O termo “pejotização” é definido como “a contratação de funcionários por meio de pessoas jurídicas, obrigando os empregados a constituírem uma empresa, com a finalidade de descaracterizarem os elementos da relação de emprego, com intuito de desonerar-se de encargos sociais e direitos trabalhistas.”

Assim definido, verificamos cada vez mais a exigência da “pejotização” constante na área da saúde.

Diante da crise financeira vivenciada em nosso país, e com a finalidade de se reduzir custos para a saúde, a “pejotização” na área médica vem sendo exigida para esses profissionais, levando a inúmeros debates sobre o tema, abordando a legalidade ou não dessa prática.

Entretanto, o médico que trabalha como plantonista em hospitais e clínicas ou possui um consultório, sempre fica na dúvida se é mais vantajoso trabalhar como pessoa jurídica ou pessoa física.

Desse modo, deve ser observado alguns requisitos para a caracterização do vínculo empregatício, dentre eles: a subordinação, a pessoalidade, a onerosidade, e a não eventualidade.

Se por um lado, há quem ache a contratação de profissionais da saúde por meio da pessoa jurídica, um meio ilegal, alegando inclusive a fraude nas relações trabalhistas, por outro lado, temos a prática da “pejotização” e seus benefícios.
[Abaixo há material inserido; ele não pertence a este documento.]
//! Error types for sensor operations.

use thiserror::Error;

/// Errors that can occur when working with sensor data.
#[derive(Debug, Error)]
pub enum SensorError {
    /// Camera projection parameters are unusable.
    #[error("invalid projection: {0}")]
    InvalidProjection(String),

    /// A frame with zero width or height.
    #[error("empty frame: {width}x{height}")]
    EmptyFrame {
        /// Frame width in pixels.
        width: u32,
        /// Frame height in pixels.
        height: u32,
    },
}

impl SensorError {
    /// Creates an invalid projection error.
    #[must_use]
    pub fn invalid_projection(reason: impl Into<String>) -> Self {
        Self::InvalidProjection(reason.into())
    }

    /// Creates an empty frame error.
    #[must_use]
    pub const fn empty_frame(width: u32, height: u32) -> Self {
        Self::EmptyFrame { width, height }
    }
}

#[cfg(test)]
mod tests {
    use super::*;

    #[test]
    fn error_invalid_projection() {
        let err = SensorError::invalid_projection("near >= far");
        let msg = format!("{err}");
        assert!(msg.contains("invalid projection"));
        assert!(msg.contains("near >= far"));
    }

    #[test]
    fn error_empty_frame() {
        let err = SensorError::empty_frame(0, 480);
        let msg = format!("{err}");
        assert!(msg.contains("0x480"));
    }
}
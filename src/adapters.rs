pub mod groth16;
Verificou-se que após a reforma trabalhista, essa prática tornou-se cada vez mais habitual e corriqueira nas contratações dos profissionais médicos. Existem, inclusive, alguns julgados de tribunais favoráveis a essa discussão. O STF, em julgado recente da ADPF nº 324 e o recurso extraordinário em repercussão geral de nº 958252, decidiu que: “É lícita a terceirização ou qualquer outra forma de divisão do trabalho entre pessoas jurídicas distintas, independentemente do objeto social das empresas envolvidas, mantida a responsabilidade subsidiária da empresa contratante.”

Alguns critérios importantes que devem ser analisados ao se contratar o médico “pejotizado” são: a forma em que foi constituída sua empresa, a atividade exercida, sua idoneidade e a capacidade econômica.

Tal prática na área médica tem se tornado obrigatória, tanto na esfera privada como também na pública, pois o objetivo principal é a redução dos custos, tanto para os profissionais que irão prestar o serviço, quanto para quem estará contratando.

Os profissionais da área da saúde ao se depararem com essa situação apontam vantagens nessa forma de contratação, dentre elas: a redução da carga tributária e a possibilidade de se formar mais relações de trabalho, ou seja, a liberdade profissional.

Trabalhar como pessoa jurídica permite ao médico emitir notas fiscais, contabilizar os rendimentos de maneira idônea e estar devidamente regulamentado nos órgãos de fiscalizações.

Em cada caso concreto, é necessário fazer os cálculos para o profissional da saúde, com base em suas relações profissionais, e depois de minuciosa análise, tomar a decisão para a abertura ou não de uma pessoa jurídica, tendo em vista a tendência para a tributação nesse sentido.

 

Nayara Carneiro Rocha Amaral – Advogada, Vice Presidente da Comissão de Direito Médico e Saúde Mental da 48ª Subseção da OAB/MG.